GRÁFICOS - Soul Bubbles -
De inspiración artística tribal (trísqueles y e imitaciones a la cultura celta por doquier), puede resultar poco alentador en un primer contacto (aderezado por las pobres ilustraciones) pero a un nivel más funcional, el juego cumple sin rechistar.
Combina escenarios 2D con enemigos y nuestro personaje modelado de modo poligonal, con harmonía y cierta plasticidad. Los escenarios están inspirados de nuevo en entornos naturales, concordando con la ligereza y el espíritu general del juego.
A tenor de una dirección artística tan mediocre (donde realmente el diseño del protagonista nos puede causar pesadillas), una vez en el propio juego no resulta especialmente molesta, a excepción del sprite de la burbuja, poco convincente.
Mapa e indicadores aprueban sin demasiado holgura en, sin duda, el apartado del juego más mediocre y olvidable pero que ni mucho menos nos llega a hacer perder el interés tras una apuesta tan rompedora y adictiva.
SONIDO - Soul Bubbles -
El apartado sonoro le da la mano al gráfico en cuanto a dirección artística, aunque en esta ocasión logra elevar la media ligeramente por resultar hamoniosa y en ningún momento protagonista o molesta.

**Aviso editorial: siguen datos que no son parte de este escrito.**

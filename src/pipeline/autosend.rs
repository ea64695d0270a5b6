//! Cancellable delayed sends, keyed by thread id.
//!
//! Each scheduled send is a tokio task that sleeps for its delay, takes itself
//! out of the pending table, then runs its job. Once a job has started it can
//! no longer be cancelled; before that, a new message on the thread or an
//! explicit [`AutosendScheduler::cancel`] aborts it.

use std::collections::HashMap;
use std::sync::Arc;
use std::time::Duration;

use futures::future::BoxFuture;
use serde::Serialize;
use tokio::sync::{RwLock, broadcast};
use tokio::task::JoinHandle;
use tokio::time::Instant;
use tracing::{debug, info, warn};
use uuid::Uuid;

/// Default broadcast channel capacity.
const DEFAULT_BROADCAST_CAPACITY: usize = 256;

/// Work run when a scheduled send fires.
pub type AutosendJob = BoxFuture<'static, AutosendOutcome>;

/// How a fired send ended.
#[derive(Debug, Clone, PartialEq, Eq, Serialize)]
#[serde(tag = "outcome", rename_all = "snake_case")]
pub enum AutosendOutcome {
    Sent { account_id: String },
    /// No eligible account had quota left.
    NoSender,
    Failed { reason: String },
    /// The dispatch timed out after handing the message to the transport.
    /// It may or may not have been delivered.
    DeliveryUnknown { reason: String },
}

/// Broadcast to subscribers after every fired send.
#[derive(Debug, Clone, PartialEq, Eq, Serialize)]
#[serde(rename_all = "camelCase")]
pub struct AutosendEvent {
    pub thread_id: String,
    #[serde(flatten)]
    pub outcome: AutosendOutcome,
}

/// A send that has not fired yet.
#[derive(Debug, Clone, PartialEq, Eq)]
pub struct PendingAutosend {
    pub thread_id: String,
    pub due_at: Instant,
}

struct Entry {
    id: Uuid,
    due_at: Instant,
    handle: JoinHandle<()>,
}

/// Tracks delayed sends. Cheap to clone; clones share the same table.
#[derive(Clone)]
pub struct AutosendScheduler {
    entries: Arc<RwLock<HashMap<String, Entry>>>,
    tx: broadcast::Sender<AutosendEvent>,
}

impl Default for AutosendScheduler {
    fn default() -> Self {
        Self::new()
    }
}

impl AutosendScheduler {
    pub fn new() -> Self {
        let (tx, _rx) = broadcast::channel(DEFAULT_BROADCAST_CAPACITY);
        Self {
            entries: Arc::new(RwLock::new(HashMap::new())),
            tx,
        }
    }

    /// Subscribe to outcome events.
    pub fn subscribe(&self) -> broadcast::Receiver<AutosendEvent> {
        self.tx.subscribe()
    }

    /// Run `job` after `delay`. A pending send for the same thread is
    /// aborted and replaced; returns `true` when that happened.
    pub async fn schedule(&self, thread_id: &str, delay: Duration, job: AutosendJob) -> bool {
        let id = Uuid::new_v4();
        let due_at = Instant::now() + delay;

        // Held across spawn + insert so the task cannot look itself up early.
        let mut entries = self.entries.write().await;

        let table = Arc::clone(&self.entries);
        let tx = self.tx.clone();
        let key = thread_id.to_string();
        let handle = tokio::spawn(async move {
            tokio::time::sleep_until(due_at).await;

            {
                let mut entries = table.write().await;
                if !entries.get(&key).is_some_and(|e| e.id == id) {
                    return;
                }
                entries.remove(&key);
            }

            debug!(thread_id = %key, "Autosend firing");
            let outcome = job.await;
            match &outcome {
                AutosendOutcome::Sent { account_id } => {
                    info!(thread_id = %key, account = %account_id, "Autosend delivered")
                }
                AutosendOutcome::NoSender => {
                    warn!(thread_id = %key, "Autosend found no sender with quota")
                }
                AutosendOutcome::Failed { reason } => {
                    warn!(thread_id = %key, reason = %reason, "Autosend failed")
                }
                AutosendOutcome::DeliveryUnknown { reason } => {
                    warn!(thread_id = %key, reason = %reason, "Autosend delivery unconfirmed")
                }
            }
            // Ok if nobody is listening
            let _ = tx.send(AutosendEvent {
                thread_id: key,
                outcome,
            });
        });

        let replaced = match entries.insert(thread_id.to_string(), Entry { id, due_at, handle }) {
            Some(previous) => {
                previous.handle.abort();
                info!(thread_id = %thread_id, "Replaced pending autosend");
                true
            }
            None => false,
        };

        info!(
            thread_id = %thread_id,
            delay_secs = delay.as_secs(),
            "Autosend scheduled"
        );
        replaced
    }

    /// Abort the pending send for a thread. Returns `false` if none was
    /// pending (never scheduled, already fired, or already cancelled).
    pub async fn cancel(&self, thread_id: &str) -> bool {
        match self.entries.write().await.remove(thread_id) {
            Some(entry) => {
                entry.handle.abort();
                info!(thread_id = %thread_id, "Cancelled pending autosend");
                true
            }
            None => false,
        }
    }

    pub async fn is_pending(&self, thread_id: &str) -> bool {
        self.entries.read().await.contains_key(thread_id)
    }

    /// Pending sends, soonest first.
    pub async fn pending(&self) -> Vec<PendingAutosend> {
        let mut pending: Vec<PendingAutosend> = self
            .entries
            .read()
            .await
            .iter()
            .map(|(thread_id, entry)| PendingAutosend {
                thread_id: thread_id.clone(),
                due_at: entry.due_at,
            })
            .collect();
        pending.sort_by_key(|p| p.due_at);
        pending
    }

    /// Abort everything still pending. Returns how many were cancelled.
    pub async fn cancel_all(&self) -> usize {
        let mut entries = self.entries.write().await;
        let count = entries.len();
        for (_, entry) in entries.drain() {
            entry.handle.abort();
        }
        if count > 0 {
            info!(count, "Cancelled all pending autosends");
        }
        count
    }
}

Las melodías son de corte cándido y ambiental, para acompañar los niveles. En otro orden, se echa en falta algún tema principal más reconocible y que le logre dar algo de personalidad al impecable trabajo conceptual por parte de Mekensleep.
Los efectos sí son destacables por si mismos, en cuanto a pulcritud y efectividad, de echo sorprenden por su descarada manera de destacar. El soplido de nuestro avatar, las corrientes de aire o el sonido de burbuja son algunos de los más cuidados del catálogo.